╭─ Material for this task

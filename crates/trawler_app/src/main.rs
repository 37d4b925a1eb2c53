mod cli;
mod ledger;
mod settings;

use std::fs;

use anyhow::Context;
use clap::Parser;
use trawler_engine::webdriver::ChromeBrowser;
use trawler_engine::{ensure_download_dir, ItemEnumerator, LocalDir, SystemClock};
use trawler_logging::{trawl_error, trawl_info, trawl_warn, LogDestination};

use crate::ledger::{load_ledger, save_ledger, Ledger};
use crate::settings::{FileConfig, RunSettings};

fn main() -> anyhow::Result<()> {
    let cli = cli::Cli::parse();
    let file = match &cli.config {
        Some(path) => FileConfig::load(path)?,
        None => FileConfig::default(),
    };
    let mut settings = RunSettings::resolve(&cli, file);

    ensure_download_dir(&settings.engine.download_dir)?;
    // The browser needs an absolute path for its download preference.
    settings.engine.download_dir = fs::canonicalize(&settings.engine.download_dir)
        .context("resolving download directory")?;

    trawler_logging::initialize(
        LogDestination::Both(settings.engine.download_dir.clone()),
        settings.log_level,
    );
    trawl_info!(
        "Downloading {} items from {} into {}",
        settings.engine.list.enumeration.extension,
        settings.list_url,
        settings.engine.download_dir.display()
    );

    match load_ledger(&settings.engine.download_dir) {
        Ok(Some(previous)) => trawl_info!(
            "Previous run finished at {} with {} accepted items",
            previous.finished_at,
            previous.counters.accepted
        ),
        Ok(None) => {}
        Err(err) => trawl_warn!("Ignoring previous run ledger: {:#}", err),
    }

    run(&settings)
}

fn run(settings: &RunSettings) -> anyhow::Result<()> {
    let download_dir = &settings.engine.download_dir;
    let mut browser = ChromeBrowser::launch(settings.browser.clone(), download_dir)
        .context("starting browser session")?;
    if let Err(err) = browser.open_list(&settings.list_url) {
        let _ = browser.quit();
        return Err(err).context("opening the list");
    }

    let store = LocalDir::new(download_dir.clone());
    let clock = SystemClock::new();
    let mut enumerator = ItemEnumerator::new(&mut browser, &store, &clock, &settings.engine);
    let result = enumerator.run();
    let report = enumerator.report();

    let error = result.as_ref().err().map(ToString::to_string);
    let ledger = Ledger::from_report(&report, &settings.list_url, error, chrono::Utc::now());
    match save_ledger(download_dir, &ledger) {
        Ok(path) => trawl_info!("Run ledger written to {}", path.display()),
        Err(err) => trawl_error!("Could not write run ledger: {:#}", err),
    }

    let stats = &report.stats;
    trawl_info!(
        "Steps: {}, accepted: {}, filtered: {}, duplicates: {}",
        stats.steps,
        report.accepted.len(),
        stats.filtered,
        stats.duplicates
    );
    trawl_info!(
        "Completed: {}, already present: {}, trigger failed: {}, failed: {}",
        stats.completed,
        stats.already_present,
        stats.trigger_failed,
        stats.failed
    );

    if let Err(err) = browser.quit() {
        trawl_warn!("Browser did not shut down cleanly: {}", err);
    }
    result.map(drop).context("enumeration stopped")
}
use std::future::Future;
use std::path::Path;
use std::time::Duration;

use serde_json::{json, Value};
use tokio::runtime::Runtime;
use trawler_logging::{trawl_debug, trawl_info};

use super::client::{ElementRef, WebDriver, WebDriverError, KEY_ARROW_DOWN, KEY_ARROW_UP};
use super::scripts;
use crate::surface::{ItemActions, TransferEntry, TransferStatusView, VirtualList};
use crate::SurfaceError;

#[derive(Debug, Clone)]
pub struct BrowserSettings {
    pub webdriver_url: String,
    pub request_timeout: Duration,
    pub headless: bool,
    /// Page holding the transfer-status view, opened in the first window.
    pub status_view_url: String,
    /// Present once the list has rendered rows.
    pub list_selector: String,
    /// The control that starts a transfer for the focused row.
    pub acquire_selector: String,
    /// Attribute of the focused row that carries its label.
    pub label_attribute: String,
    /// Overlays removed before enumeration so they cannot steal focus.
    pub obstructing_selectors: Vec<String>,
    pub key_pace: Duration,
}

impl Default for BrowserSettings {
    fn default() -> Self {
        Self {
            webdriver_url: "http://localhost:9515".to_string(),
            request_timeout: Duration::from_secs(60),
            headless: false,
            status_view_url: "chrome://downloads".to_string(),
            list_selector: r#"[data-automationid="DetailsRowCell"]"#.to_string(),
            acquire_selector: r#"[data-automationid="downloadCommand"]"#.to_string(),
            label_attribute: "aria-label".to_string(),
            obstructing_selectors: vec![
                ".ms-FocusZone.ms-DetailsHeader".to_string(),
                "div.od-ItemsScopeItemContent-header.od-ItemContent-header".to_string(),
            ],
            key_pace: Duration::from_millis(100),
        }
    }
}

/// Chrome capabilities that send every transfer straight into `download_dir`.
pub fn chrome_capabilities(settings: &BrowserSettings, download_dir: &Path) -> Value {
    let mut args = vec!["--log-level=3", "--disable-logging"];
    if settings.headless {
        args.push("--headless=new");
    }
    json!({
        "browserName": "chrome",
        "goog:chromeOptions": {
            "args": args,
            "prefs": {
                "download.default_directory": download_dir.to_string_lossy(),
                "download.prompt_for_download": false,
                "download.directory_upgrade": true,
                "safebrowsing.enabled": true,
            },
        },
    })
}

/// Blocking browser session over WebDriver.
///
/// The status view lives in the first window and the list in a second one;
/// the engine only sees the surface traits.
pub struct ChromeBrowser {
    runtime: Runtime,
    driver: WebDriver,
    settings: BrowserSettings,
    status_window: String,
    list_window: Option<String>,
    focused: Option<ElementRef>,
}

impl ChromeBrowser {
    pub fn launch(settings: BrowserSettings, download_dir: &Path) -> Result<Self, SurfaceError> {
        let runtime = tokio::runtime::Builder::new_current_thread()
            .enable_all()
            .build()
            .map_err(|err| SurfaceError::Other(format!("tokio runtime: {err}")))?;

        let capabilities = chrome_capabilities(&settings, download_dir);
        let driver = runtime.block_on(WebDriver::connect(
            &settings.webdriver_url,
            capabilities,
            settings.request_timeout,
        ))?;
        trawl_info!("WebDriver session {} started", driver.session_id());

        runtime.block_on(driver.navigate(&settings.status_view_url))?;
        let status_window = runtime.block_on(driver.current_window())?;

        Ok(Self {
            runtime,
            driver,
            settings,
            status_window,
            list_window: None,
            focused: None,
        })
    }

    /// Open `list_url` in a second window and focus it.
    pub fn open_list(&mut self, list_url: &str) -> Result<(), SurfaceError> {
        self.run(self.driver.execute(scripts::OPEN_WINDOW, vec![json!(list_url)]))?;
        let handles = self.run(self.driver.window_handles())?;
        let list_window = handles
            .into_iter()
            .find(|handle| *handle != self.status_window)
            .ok_or_else(|| SurfaceError::NotFound("list window".to_string()))?;
        self.run(self.driver.switch_to_window(&list_window))?;
        self.list_window = Some(list_window);
        Ok(())
    }

    pub fn quit(self) -> Result<(), SurfaceError> {
        self.runtime.block_on(self.driver.quit())?;
        Ok(())
    }

    fn run<T>(&self, command: impl Future<Output = Result<T, WebDriverError>>) -> Result<T, SurfaceError> {
        self.runtime.block_on(command).map_err(SurfaceError::from)
    }

    fn pause(&self) {
        self.runtime.block_on(tokio::time::sleep(self.settings.key_pace));
    }

    fn focused_element(&mut self) -> Result<ElementRef, SurfaceError> {
        if let Some(element) = &self.focused {
            return Ok(element.clone());
        }
        let element = self.run(self.driver.active_element())?;
        self.focused = Some(element.clone());
        Ok(element)
    }

    fn acquire_control(&self) -> Result<Option<ElementRef>, SurfaceError> {
        self.run(self.driver.find_element(&self.settings.acquire_selector))
    }
}

impl VirtualList for ChromeBrowser {
    fn is_rendered(&mut self) -> Result<bool, SurfaceError> {
        let row = self.run(self.driver.find_element(&self.settings.list_selector))?;
        Ok(row.is_some())
    }

    /// Drop header overlays, then nudge focus down and back up onto the first row.
    fn prepare(&mut self) -> Result<(), SurfaceError> {
        for selector in &self.settings.obstructing_selectors {
            let removed =
                self.run(self.driver.execute(scripts::REMOVE_ELEMENT, vec![json!(selector)]))?;
            trawl_debug!("Removed overlay {}: {}", selector, removed);
        }
        self.run(self.driver.press_key(KEY_ARROW_DOWN))?;
        self.pause();
        self.run(self.driver.press_key(KEY_ARROW_UP))?;
        self.pause();
        Ok(())
    }

    fn current_label(&mut self) -> Result<Option<String>, SurfaceError> {
        let element = self.run(self.driver.active_element())?;
        let label = self.run(
            self.driver
                .attribute(&element, &self.settings.label_attribute),
        )?;
        self.focused = Some(element);
        Ok(label)
    }

    fn advance(&mut self) -> Result<(), SurfaceError> {
        self.focused = None;
        self.run(self.driver.press_key(KEY_ARROW_DOWN))
    }
}

impl ItemActions for ChromeBrowser {
    fn reveal_focused(&mut self) -> Result<(), SurfaceError> {
        let element = self.focused_element()?;
        self.run(
            self.driver
                .execute(scripts::SCROLL_INTO_VIEW, vec![element.to_json()]),
        )?;
        trawl_info!("Scrolled to the focused entry.");
        Ok(())
    }

    fn acquire_control_ready(&mut self) -> Result<bool, SurfaceError> {
        let Some(control) = self.acquire_control()? else {
            return Ok(false);
        };
        let displayed = self.run(self.driver.is_displayed(&control))?;
        let enabled = self.run(self.driver.is_enabled(&control))?;
        Ok(displayed && enabled)
    }

    fn invoke_acquire_control(&mut self) -> Result<(), SurfaceError> {
        let control = self
            .acquire_control()?
            .ok_or_else(|| SurfaceError::NotFound(self.settings.acquire_selector.clone()))?;
        self.run(self.driver.click(&control))
    }

    fn refocus(&mut self) -> Result<(), SurfaceError> {
        match self.focused.clone() {
            Some(element) => self.run(self.driver.click(&element)),
            None => Ok(()),
        }
    }
}

impl TransferStatusView for ChromeBrowser {
    fn open_status_view(&mut self) -> Result<(), SurfaceError> {
        self.run(self.driver.switch_to_window(&self.status_window))
    }

    fn close_status_view(&mut self) -> Result<(), SurfaceError> {
        match &self.list_window {
            Some(handle) => self.run(self.driver.switch_to_window(handle)),
            None => Ok(()),
        }
    }

    fn transfer_entries(&mut self) -> Result<Vec<TransferEntry>, SurfaceError> {
        let value = self.run(self.driver.execute(&scripts::list_entries(), Vec::new()))?;
        let labels: Vec<String> = serde_json::from_value(value)
            .map_err(|err| SurfaceError::Other(format!("transfer entries: {err}")))?;
        Ok(labels
            .into_iter()
            .enumerate()
            .map(|(index, label)| TransferEntry { index, label })
            .collect())
    }

    fn entry_actions(&mut self, entry: &TransferEntry) -> Result<Vec<String>, SurfaceError> {
        let value = self.run(
            self.driver
                .execute(&scripts::entry_actions(), vec![json!(entry.index)]),
        )?;
        serde_json::from_value(value)
            .map_err(|err| SurfaceError::Other(format!("entry actions: {err}")))
    }

    fn invoke_entry_action(
        &mut self,
        entry: &TransferEntry,
        action: &str,
    ) -> Result<(), SurfaceError> {
        let clicked = self.run(self.driver.execute(
            &scripts::invoke_action(),
            vec![json!(entry.index), json!(action)],
        ))?;
        if clicked.as_bool() == Some(true) {
            Ok(())
        } else {
            Err(SurfaceError::NotFound(format!(
                "{action:?} control of entry {}",
                entry.index
            )))
        }
    }
}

╰─

Problem description
Above is a listing; print exactly its lines from the one with "let stats = &report.stats;" through the one with "use std::future::Future;", and no other lines.

Solution
    let stats = &report.stats;
    trawl_info!(
        "Steps: {}, accepted: {}, filtered: {}, duplicates: {}",
        stats.steps,
        report.accepted.len(),
        stats.filtered,
        stats.duplicates
    );
    trawl_info!(
        "Completed: {}, already present: {}, trigger failed: {}, failed: {}",
        stats.completed,
        stats.already_present,
        stats.trigger_failed,
        stats.failed
    );

    if let Err(err) = browser.quit() {
        trawl_warn!("Browser did not shut down cleanly: {}", err);
    }
    result.map(drop).context("enumeration stopped")
}
use std::future::Future;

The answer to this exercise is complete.